I've just completed week 2 run 3 but barely. While I notice that my lungs and my legs can certainly take it, my ankles cannot and I think that my stride is fatally wrong. When I started the program, I found it enjoyable but noticed that I made quite the loud stomping sounds. I've tried many things to adjust this during my past runs; taking shorter strides, landing on the balls of my feet, landing with my foot beneath my body, not in front of it but nothing seems to make it any better.

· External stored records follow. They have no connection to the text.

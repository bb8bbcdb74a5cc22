//! Serving files from beneath the document root.

use std::fs::File;
use std::io::{self, Read};
use std::path::{Path, PathBuf};

use tracing::debug;

use crate::error::{not_found, HandlerResult};
use crate::response::Body;

/// Size of each chunk read from disk.
pub const BLOCK_SIZE: usize = 8192;

/// A lazy sequence of file chunks.
///
/// Each call to `next` reads at most [`BLOCK_SIZE`] bytes; the iterator ends
/// at end of file or after the first error.
#[derive(Debug)]
pub struct FileChunks {
    file: Option<File>,
}

impl FileChunks {
    /// Opens `path` for chunked reading.
    pub fn open(path: &Path) -> io::Result<Self> {
        Ok(Self {
            file: Some(File::open(path)?),
        })
    }
}

impl Iterator for FileChunks {
    type Item = io::Result<Vec<u8>>;

    fn next(&mut self) -> Option<Self::Item> {
        let file = self.file.as_mut()?;
        let mut block = vec![0; BLOCK_SIZE];
        match file.read(&mut block) {
            Ok(0) => {
                self.file = None;
                None
            }
            Ok(n) => {
                block.truncate(n);
                Some(Ok(block))
            }
            Err(e) => {
                self.file = None;
                Some(Err(e))
            }
        }
    }
}

/// The built-in route serving `<prefix><relative path>` from disk.
///
/// Unlike placeholder routes this matches any remainder, slashes included.
#[derive(Debug, Clone)]
pub struct StaticFiles {
    prefix: String,
}

/// A resolved static file ready to be streamed.
#[derive(Debug)]
pub struct StaticFile {
    /// Guessed content type.
    pub content_type: String,
    /// File contents.
    pub body: Body,
}

impl StaticFiles {
    /// Creates a static route for `prefix` (e.g. `/static/`).
    pub fn new(prefix: impl Into<String>) -> Self {
        let mut prefix = prefix.into();
        if !prefix.ends_with('/') {
            prefix.push('/');
        }
        Self { prefix }
    }

    /// Returns the URL prefix.
    pub fn prefix(&self) -> &str {
        &self.prefix
    }

    /// Matches a request path, returning the path relative to the document
    /// root (prefix included, leading `/` stripped).
    pub fn match_path(&self, path: &str) -> Option<Vec<String>> {
        let rest = path.strip_prefix(&self.prefix)?;
        if rest.is_empty() {
            return None;
        }
        Some(vec![path.trim_start_matches('/').to_string()])
    }

    /// Opens `relative` beneath `document_root`.
    ///
    /// Anything that is not a regular file inside the prefix directory,
    /// including paths escaping it through `..` or symlinks, is reported
    /// as 404.
    pub fn open(&self, document_root: &Path, relative: &str) -> HandlerResult<StaticFile> {
        let base = document_root.join(self.prefix.trim_matches('/'));
        let Some(path) = resolve(document_root, &base, relative) else {
            debug!(path = %relative, "Static file not found");
            return Err(not_found());
        };

        let content_type = mime_guess::from_path(&path)
            .first_or_octet_stream()
            .to_string();
        let chunks = FileChunks::open(&path).map_err(|_| not_found())?;

        Ok(StaticFile {
            content_type,
            body: Body::File(chunks),
        })
    }
}

fn resolve(document_root: &Path, base: &Path, relative: &str) -> Option<PathBuf> {
    let base = base.canonicalize().ok()?;
    let path = document_root.join(relative).canonicalize().ok()?;
    (path.starts_with(&base) && path.is_file()).then_some(path)
}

I've read tips like: "try to imagine you're running on eggs and trying not to break them", but every time I start running my body comes down with way too much force I think. It feels like my body is a heavy sack of potatoes that I'm lifting with each step and then letting it fall to the ground again if you understand what I mean. Don't get me wrong, I'm nowhere near overweight; I just stomp like crazy and my stride is not smooth. At all. Even if I make an effort to land with my feet directly below my body, my heels still touch the ground and I seem to land flat footed every time, no matter how hard I try not to. Running on the balls of my feet hasn't helped either and this feels awkward and uncomfortable anyhow.
Does anybody have any tips? I was planning to do run 1 of week 3 in two days, but would it be better to rest until my ankles don't hurt anymore? I really do not want to give up running, even if this would mean restarting the entire program.